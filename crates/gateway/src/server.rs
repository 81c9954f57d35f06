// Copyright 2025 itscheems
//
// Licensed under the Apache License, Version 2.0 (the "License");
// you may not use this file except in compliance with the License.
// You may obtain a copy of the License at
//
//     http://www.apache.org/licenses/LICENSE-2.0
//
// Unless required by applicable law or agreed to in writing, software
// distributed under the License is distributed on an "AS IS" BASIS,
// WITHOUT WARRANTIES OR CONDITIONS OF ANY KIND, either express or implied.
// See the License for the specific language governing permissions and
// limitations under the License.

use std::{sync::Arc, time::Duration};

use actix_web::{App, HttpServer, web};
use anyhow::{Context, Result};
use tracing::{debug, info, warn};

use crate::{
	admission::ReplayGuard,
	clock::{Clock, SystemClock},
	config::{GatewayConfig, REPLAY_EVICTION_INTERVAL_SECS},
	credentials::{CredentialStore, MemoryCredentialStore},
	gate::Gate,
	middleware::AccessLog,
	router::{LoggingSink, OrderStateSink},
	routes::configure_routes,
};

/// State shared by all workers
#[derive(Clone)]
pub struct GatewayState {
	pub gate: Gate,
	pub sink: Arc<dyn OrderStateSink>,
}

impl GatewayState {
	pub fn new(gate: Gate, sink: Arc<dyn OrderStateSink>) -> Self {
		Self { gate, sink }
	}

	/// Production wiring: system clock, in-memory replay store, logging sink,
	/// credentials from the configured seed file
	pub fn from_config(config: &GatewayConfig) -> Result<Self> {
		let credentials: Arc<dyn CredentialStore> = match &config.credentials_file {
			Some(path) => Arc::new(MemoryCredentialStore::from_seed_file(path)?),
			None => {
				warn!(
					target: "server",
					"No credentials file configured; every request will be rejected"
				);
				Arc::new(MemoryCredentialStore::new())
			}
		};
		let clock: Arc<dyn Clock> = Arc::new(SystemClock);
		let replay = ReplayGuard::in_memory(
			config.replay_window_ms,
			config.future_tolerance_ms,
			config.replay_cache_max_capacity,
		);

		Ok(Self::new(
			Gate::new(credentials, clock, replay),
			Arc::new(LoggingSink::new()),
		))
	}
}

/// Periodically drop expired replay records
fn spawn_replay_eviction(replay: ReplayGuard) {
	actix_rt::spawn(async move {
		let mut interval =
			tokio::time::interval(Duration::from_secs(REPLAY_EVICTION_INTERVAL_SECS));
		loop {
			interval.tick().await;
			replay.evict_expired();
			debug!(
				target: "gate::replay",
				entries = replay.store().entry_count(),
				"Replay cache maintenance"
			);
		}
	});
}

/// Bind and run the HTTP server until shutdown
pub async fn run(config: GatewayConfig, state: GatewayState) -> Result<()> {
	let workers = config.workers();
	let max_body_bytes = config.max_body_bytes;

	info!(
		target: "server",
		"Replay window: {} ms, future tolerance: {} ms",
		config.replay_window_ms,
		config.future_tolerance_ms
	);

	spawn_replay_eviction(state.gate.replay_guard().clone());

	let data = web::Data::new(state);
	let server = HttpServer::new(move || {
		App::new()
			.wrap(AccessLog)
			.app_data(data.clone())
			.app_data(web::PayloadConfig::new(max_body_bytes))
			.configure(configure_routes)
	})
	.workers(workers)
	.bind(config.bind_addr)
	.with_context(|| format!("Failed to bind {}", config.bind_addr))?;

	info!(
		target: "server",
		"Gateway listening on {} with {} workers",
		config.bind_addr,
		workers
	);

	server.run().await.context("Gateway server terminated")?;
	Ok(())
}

======

--- Exercise goal ---
Lines above with the string "SystemClock" need to be found and copied.

--- Output for this task ---
	clock::{Clock, SystemClock},
		let clock: Arc<dyn Clock> = Arc::new(SystemClock);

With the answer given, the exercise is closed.